*Data section:*
★ ★ ★ ★ ★ ★ ★

//! Tutor Control - interactive code and proof tutoring CLI
//!
//! Thin dispatch layer: argument parsing here, flow in `commands`, shared
//! parsing and orchestration in `tutor_common`.

mod commands;
mod ui;

use anyhow::Result;
use clap::{Parser, Subcommand};
use std::path::PathBuf;
use tracing_subscriber::EnvFilter;

#[derive(Parser)]
#[command(name = "tutorctl")]
#[command(about = "Code Tutor - respectful, interactive code and proof review", long_about = None)]
#[command(version)]
struct Cli {
    /// Custom configuration directory path
    #[arg(long, global = true)]
    config_dir: Option<PathBuf>,

    #[command(subcommand)]
    command: Commands,
}

#[derive(Subcommand)]
enum Commands {
    /// Initial setup: configure API key and preferences
    Setup,

    /// Review a source code file or directory
    Review {
        /// Path to the file or directory to review
        path: PathBuf,

        /// Recursively search directories
        #[arg(long, default_value_t = true, action = clap::ArgAction::Set)]
        recursive: bool,
    },

    /// Review a mathematical proof file
    Proof {
        /// Path to the proof file
        path: PathBuf,

        /// Mathematical domain (e.g. "number theory")
        #[arg(long)]
        domain: Option<String>,

        /// Experience level: student, undergrad, graduate, researcher
        #[arg(long, default_value = "undergrad")]
        level: String,
    },

    /// Practice exercises: generate, work through, submit
    Exercise {
        #[command(subcommand)]
        action: ExerciseCommands,
    },

    /// Teaching mode: the model plays a stuck student, you teach
    Teach {
        /// Topic to teach (e.g. "list comprehensions", "induction")
        topic: String,

        /// Programming language for code rounds
        #[arg(long, default_value = "Python")]
        language: String,

        /// Teach proofs instead of code
        #[arg(long)]
        proof: bool,

        /// Mathematical domain for proof rounds
        #[arg(long, default_value = "general mathematics")]
        domain: String,
    },

    /// View configuration
    Config,

    /// Manage session logs
    Logs {
        #[command(subcommand)]
        action: LogCommands,
    },

    /// Show information about Code Tutor
    Info,
}

#[derive(Subcommand)]
enum ExerciseCommands {
    /// Generate a new practice exercise
    New {
        /// Exercise topic
        topic: String,

        /// Programming language
        #[arg(long, default_value = "Python")]
        language: String,

        /// Exercise type: fill_in_blank, bug_fix, implementation, refactoring, test_writing
        #[arg(long = "type", default_value = "implementation")]
        exercise_type: String,

        /// Difficulty: beginner, intermediate, advanced, expert
        #[arg(long, default_value = "intermediate")]
        difficulty: String,
    },

    /// List exercises in the working directory
    List {
        /// Filter by status
        #[arg(long)]
        status: Option<String>,
    },

    /// Reveal the next hint for an exercise
    Hint {
        /// Exercise ID or path
        exercise: String,
    },

    /// Submit an exercise solution for review
    Submit {
        /// Exercise ID or path
        exercise: String,
    },

    /// Move an exercise to the archive
    Archive {
        /// Exercise ID or path
        exercise: String,
    },

    /// Permanently delete an exercise
    Delete {
        /// Exercise ID or path
        exercise: String,
    },
}

#[derive(Subcommand)]
enum LogCommands {
    /// Export all session logs to a single JSON file
    Export {
        /// Output path
        #[arg(long)]
        output: Option<PathBuf>,
    },

    /// Delete all session logs
    Clear,
}

fn main() -> Result<()> {
    tracing_subscriber::fmt()
        .with_env_filter(EnvFilter::try_from_default_env().unwrap_or_else(|_| EnvFilter::new("warn")))
        .with_writer(std::io::stderr)
        .init();

    let cli = Cli::parse();
    let config_dir = cli.config_dir;

    match cli.command {
        Commands::Setup => commands::setup::run(config_dir),
        Commands::Review { path, recursive } => commands::review::run(config_dir, &path, recursive),
        Commands::Proof {
            path,
            domain,
            level,
        } => commands::proof::run(config_dir, &path, domain.as_deref(), &level),
        Commands::Exercise { action } => match action {
            ExerciseCommands::New {
                topic,
                language,
                exercise_type,
                difficulty,
            } => commands::exercise::new(config_dir, &topic, &language, &exercise_type, &difficulty),
            ExerciseCommands::List { status } => {
                commands::exercise::list(config_dir, status.as_deref())
            }
            ExerciseCommands::Hint { exercise } => commands::exercise::hint(config_dir, &exercise),
            ExerciseCommands::Submit { exercise } => {
                commands::exercise::submit(config_dir, &exercise)
            }
            ExerciseCommands::Archive { exercise } => {
                commands::exercise::archive(config_dir, &exercise)
            }
            ExerciseCommands::Delete { exercise } => {
                commands::exercise::delete(config_dir, &exercise)
            }
        },
        Commands::Teach {
            topic,
            language,
            proof,
            domain,
        } => {
            if proof {
                commands::teach::run_proof(config_dir, &topic, &domain)
            } else {
                commands::teach::run_code(config_dir, &topic, &language)
            }
        }
        Commands::Config => commands::config::run(config_dir),
        Commands::Logs { action } => match action {
            LogCommands::Export { output } => commands::logs::export(config_dir, output),
            LogCommands::Clear => commands::logs::clear(config_dir),
        },
        Commands::Info => commands::info::run(),
    }
}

★ ★ ★ ★ ★ ★ ★

*Work required:* Exact reproduction of every entry is needed.

*Response to this task:*
//! Tutor Control - interactive code and proof tutoring CLI
//!
//! Thin dispatch layer: argument parsing here, flow in `commands`, shared
//! parsing and orchestration in `tutor_common`.

mod commands;
mod ui;

use anyhow::Result;
use clap::{Parser, Subcommand};
use std::path::PathBuf;
use tracing_subscriber::EnvFilter;

#[derive(Parser)]
#[command(name = "tutorctl")]
#[command(about = "Code Tutor - respectful, interactive code and proof review", long_about = None)]
#[command(version)]
struct Cli {
    /// Custom configuration directory path
    #[arg(long, global = true)]
    config_dir: Option<PathBuf>,

    #[command(subcommand)]
    command: Commands,
}

#[derive(Subcommand)]
enum Commands {
    /// Initial setup: configure API key and preferences
    Setup,

    /// Review a source code file or directory
    Review {
        /// Path to the file or directory to review
        path: PathBuf,

        /// Recursively search directories
        #[arg(long, default_value_t = true, action = clap::ArgAction::Set)]
        recursive: bool,
    },

    /// Review a mathematical proof file
    Proof {
        /// Path to the proof file
        path: PathBuf,

        /// Mathematical domain (e.g. "number theory")
        #[arg(long)]
        domain: Option<String>,

        /// Experience level: student, undergrad, graduate, researcher
        #[arg(long, default_value = "undergrad")]
        level: String,
    },

    /// Practice exercises: generate, work through, submit
    Exercise {
        #[command(subcommand)]
        action: ExerciseCommands,
    },

    /// Teaching mode: the model plays a stuck student, you teach
    Teach {
        /// Topic to teach (e.g. "list comprehensions", "induction")
        topic: String,

        /// Programming language for code rounds
        #[arg(long, default_value = "Python")]
        language: String,

        /// Teach proofs instead of code
        #[arg(long)]
        proof: bool,

        /// Mathematical domain for proof rounds
        #[arg(long, default_value = "general mathematics")]
        domain: String,
    },

    /// View configuration
    Config,

    /// Manage session logs
    Logs {
        #[command(subcommand)]
        action: LogCommands,
    },

    /// Show information about Code Tutor
    Info,
}

#[derive(Subcommand)]
enum ExerciseCommands {
    /// Generate a new practice exercise
    New {
        /// Exercise topic
        topic: String,

        /// Programming language
        #[arg(long, default_value = "Python")]
        language: String,

        /// Exercise type: fill_in_blank, bug_fix, implementation, refactoring, test_writing
        #[arg(long = "type", default_value = "implementation")]
        exercise_type: String,

        /// Difficulty: beginner, intermediate, advanced, expert
        #[arg(long, default_value = "intermediate")]
        difficulty: String,
    },

    /// List exercises in the working directory
    List {
        /// Filter by status
        #[arg(long)]
        status: Option<String>,
    },

    /// Reveal the next hint for an exercise
    Hint {
        /// Exercise ID or path
        exercise: String,
    },

    /// Submit an exercise solution for review
    Submit {
        /// Exercise ID or path
        exercise: String,
    },

    /// Move an exercise to the archive
    Archive {
        /// Exercise ID or path
        exercise: String,
    },

    /// Permanently delete an exercise
    Delete {
        /// Exercise ID or path
        exercise: String,
    },
}

#[derive(Subcommand)]
enum LogCommands {
    /// Export all session logs to a single JSON file
    Export {
        /// Output path
        #[arg(long)]
        output: Option<PathBuf>,
    },

    /// Delete all session logs
    Clear,
}

fn main() -> Result<()> {
    tracing_subscriber::fmt()
        .with_env_filter(EnvFilter::try_from_default_env().unwrap_or_else(|_| EnvFilter::new("warn")))
        .with_writer(std::io::stderr)
        .init();

    let cli = Cli::parse();
    let config_dir = cli.config_dir;

    match cli.command {
        Commands::Setup => commands::setup::run(config_dir),
        Commands::Review { path, recursive } => commands::review::run(config_dir, &path, recursive),
        Commands::Proof {
            path,
            domain,
            level,
        } => commands::proof::run(config_dir, &path, domain.as_deref(), &level),
        Commands::Exercise { action } => match action {
            ExerciseCommands::New {
                topic,
                language,
                exercise_type,
                difficulty,
            } => commands::exercise::new(config_dir, &topic, &language, &exercise_type, &difficulty),
            ExerciseCommands::List { status } => {
                commands::exercise::list(config_dir, status.as_deref())
            }
            ExerciseCommands::Hint { exercise } => commands::exercise::hint(config_dir, &exercise),
            ExerciseCommands::Submit { exercise } => {
                commands::exercise::submit(config_dir, &exercise)
            }
            ExerciseCommands::Archive { exercise } => {
                commands::exercise::archive(config_dir, &exercise)
            }
            ExerciseCommands::Delete { exercise } => {
                commands::exercise::delete(config_dir, &exercise)
            }
        },
        Commands::Teach {
            topic,
            language,
            proof,
            domain,
        } => {
            if proof {
                commands::teach::run_proof(config_dir, &topic, &domain)
            } else {
                commands::teach::run_code(config_dir, &topic, &language)
            }
        }
        Commands::Config => commands::config::run(config_dir),
        Commands::Logs { action } => match action {
            LogCommands::Export { output } => commands::logs::export(config_dir, output),
            LogCommands::Clear => commands::logs::clear(config_dir),
        },
        Commands::Info => commands::info::run(),
    }
}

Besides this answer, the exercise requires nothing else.